- [Directions]:
Below are records; report how many of their lines contain the word "filename", giving only the number.

- [The data]:
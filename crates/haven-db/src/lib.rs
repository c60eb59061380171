//! # haven-db: Database Layer for Stationery Haven
//!
//! This crate provides database access for the Stationery Haven dashboards.
//! It uses SQLite for local storage with sqlx for async operations.
//!
//! ## Architecture Position
//! ```text
//! ┌─────────────────────────────────────────────────────────────────────────┐
//! │                     Stationery Haven Data Flow                          │
//! │                                                                         │
//! │  Page action (Add Product, Remove staff, open Analytics)               │
//! │       │                                                                 │
//! │       ▼                                                                 │
//! │  ┌─────────────────────────────────────────────────────────────────┐   │
//! │  │                     haven-db (THIS CRATE)                       │   │
//! │  │                                                                 │   │
//! │  │   ┌───────────────┐    ┌────────────────┐   ┌──────────────┐  │   │
//! │  │   │   Database    │    │  Repositories  │   │  Migrations  │  │   │
//! │  │   │   (pool.rs)   │    │ ProductRepo    │   │ 001_initial  │  │   │
//! │  │   │               │◄───│ StaffRepo      │   │ _schema.sql  │  │   │
//! │  │   │  SqlitePool   │    │ CustomerRepo   │   │              │  │   │
//! │  │   └───────────────┘    └────────────────┘   └──────────────┘  │   │
//! │  │                                                                 │   │
//! │  └─────────────────────────────────────────────────────────────────┘   │
//! │       │                                                                 │
//! │       ▼                                                                 │
//! │  rows ──► haven_core::analytics (optional) ──► page                    │
//! └─────────────────────────────────────────────────────────────────────────┘
//! ```
//!
//! ## Module Organization
//!
//! - [`pool`] - Database handle and configuration
//! - [`migrations`] - Embedded schema migrations
//! - [`error`] - Database error types
//! - [`repository`] - Product, staff and customer repositories
//! - [`seed`] - Demo catalogs and `seed_if_empty`
//!
//! ## Usage
//!
//! ```rust,ignore
//! use haven_db::{Database, DbConfig};
//! use haven_core::NewProduct;
//!
//! let db = Database::new(DbConfig::from_env()).await?;
//! db.seed_demo_data().await?;
//!
//! let id = db.products().insert(&NewProduct::new("Eraser", "Pencils", 400, 5.0, "PenCo")).await?;
//! let products = db.products().list_all().await?;
//! ```

// =============================================================================
// Module Declarations
// =============================================================================

pub mod error;
pub mod migrations;
pub mod pool;
pub mod repository;
pub mod seed;

// =============================================================================
// Re-exports
// =============================================================================

pub use error::{DbError, DbResult};
pub use pool::{Database, DbConfig};
pub use seed::{Catalog, SeedReport};

// Repository re-exports for convenience
pub use repository::customer::CustomerRepository;
pub use repository::product::ProductRepository;
pub use repository::staff::StaffRepository;
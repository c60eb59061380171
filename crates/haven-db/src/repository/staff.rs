//! # Staff Repository
//!
//! Staff members are added from a form and removed from their card.
//! There is no edit path.

use sqlx::{SqliteConnection, SqlitePool};
use tracing::debug;

use crate::error::{DbError, DbResult};
use haven_core::{NewStaffMember, StaffMember};

/// Repository for staff database operations.
#[derive(Debug, Clone)]
pub struct StaffRepository {
    pool: SqlitePool,
}

impl StaffRepository {
    /// Creates a new StaffRepository.
    pub fn new(pool: SqlitePool) -> Self {
        StaffRepository { pool }
    }

    /// Lists every staff member in insertion order.
    pub async fn list_all(&self) -> DbResult<Vec<StaffMember>> {
        let staff = sqlx::query_as::<_, StaffMember>(
            r#"
            SELECT id, name, role, email, phone
            FROM staff
            ORDER BY id
            "#,
        )
        .fetch_all(&self.pool)
        .await?;

        debug!(count = staff.len(), "Listed staff");
        Ok(staff)
    }

    /// Gets a staff member by ID.
    pub async fn get_by_id(&self, id: i64) -> DbResult<Option<StaffMember>> {
        let member = sqlx::query_as::<_, StaffMember>(
            "SELECT id, name, role, email, phone FROM staff WHERE id = ?1",
        )
        .bind(id)
        .fetch_optional(&self.pool)
        .await?;

        Ok(member)
    }

    /// Adds a staff member and returns the new id.
    pub async fn insert(&self, member: &NewStaffMember) -> DbResult<i64> {
        let mut conn = self.pool.acquire().await?;
        insert_staff(&mut conn, member).await
    }

    /// Removes a staff member.
    ///
    /// ## Returns
    /// * `Err(DbError::NotFound)` - No staff member with this id; nothing changed
    pub async fn delete(&self, id: i64) -> DbResult<()> {
        debug!(id, "Deleting staff member");

        let result = sqlx::query("DELETE FROM staff WHERE id = ?1")
            .bind(id)
            .execute(&self.pool)
            .await?;

        if result.rows_affected() == 0 {
            return Err(DbError::not_found("Staff member", id));
        }

        Ok(())
    }

    /// Counts all staff members.
    pub async fn count(&self) -> DbResult<i64> {
        let count: i64 = sqlx::query_scalar("SELECT COUNT(*) FROM staff")
            .fetch_one(&self.pool)
            .await?;

        Ok(count)
    }
}

pub(crate) async fn insert_staff(
    conn: &mut SqliteConnection,
    member: &NewStaffMember,
) -> DbResult<i64> {
    member.validate()?;

    debug!(name = %member.name, role = %member.role, "Inserting staff member");

    let result = sqlx::query(
        r#"
        INSERT INTO staff (name, role, email, phone)
        VALUES (?1, ?2, ?3, ?4)
        "#,
    )
    .bind(&member.name)
    .bind(&member.role)
    .bind(&member.email)
    .bind(&member.phone)
    .execute(&mut *conn)
    .await?;

    Ok(result.last_insert_rowid())
}

#[cfg(test)]
mod tests {
    use super::*;
    use crate::{Database, DbConfig};

    async fn setup() -> StaffRepository {
        Database::new(DbConfig::in_memory()).await.unwrap().staff()
    }

    fn manager() -> NewStaffMember {
        NewStaffMember::new(
            "Rajesh Kumar",
            "Store Manager",
            "rajesh@stationeryhaven.com",
            "9876543210",
        )
    }

    fn cashier() -> NewStaffMember {
        NewStaffMember::new(
            "Sneha Reddy",
            "Cashier",
            "sneha@stationeryhaven.com",
            "9876543213",
        )
    }

    #[tokio::test]
    async fn test_insert_and_list() {
        let repo = setup().await;
        let a = repo.insert(&manager()).await.unwrap();
        let b = repo.insert(&cashier()).await.unwrap();
        assert_ne!(a, b);

        let staff = repo.list_all().await.unwrap();
        assert_eq!(staff.len(), 2);
        assert_eq!(
            staff[0],
            StaffMember {
                id: a,
                name: "Rajesh Kumar".to_string(),
                role: "Store Manager".to_string(),
                email: "rajesh@stationeryhaven.com".to_string(),
                phone: "9876543210".to_string(),
            }
        );
        assert_eq!(staff[1].id, b);
    }

    #[tokio::test]
    async fn test_duplicates_are_allowed() {
        let repo = setup().await;
        repo.insert(&manager()).await.unwrap();
        repo.insert(&manager()).await.unwrap();
        assert_eq!(repo.count().await.unwrap(), 2);
    }

    #[tokio::test]
    async fn test_delete() {
        let repo = setup().await;
        let a = repo.insert(&manager()).await.unwrap();
        let b = repo.insert(&cashier()).await.unwrap();

        repo.delete(a).await.unwrap();
        let staff = repo.list_all().await.unwrap();
        assert_eq!(staff.len(), 1);
        assert_eq!(staff[0].id, b);

        let err = repo.delete(a).await.unwrap_err();
        assert!(err.is_not_found());
        assert_eq!(repo.list_all().await.unwrap(), staff);
    }

    #[tokio::test]
    async fn test_rejects_blank_fields() {
        let repo = setup().await;
        let blank_phone = NewStaffMember::new("Amit Patel", "Inventory Manager", "amit@x.com", " ");
        assert!(matches!(
            repo.insert(&blank_phone).await,
            Err(DbError::Validation(_))
        ));
        assert_eq!(repo.count().await.unwrap(), 0);
    }
}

- [Exercise answer]:
2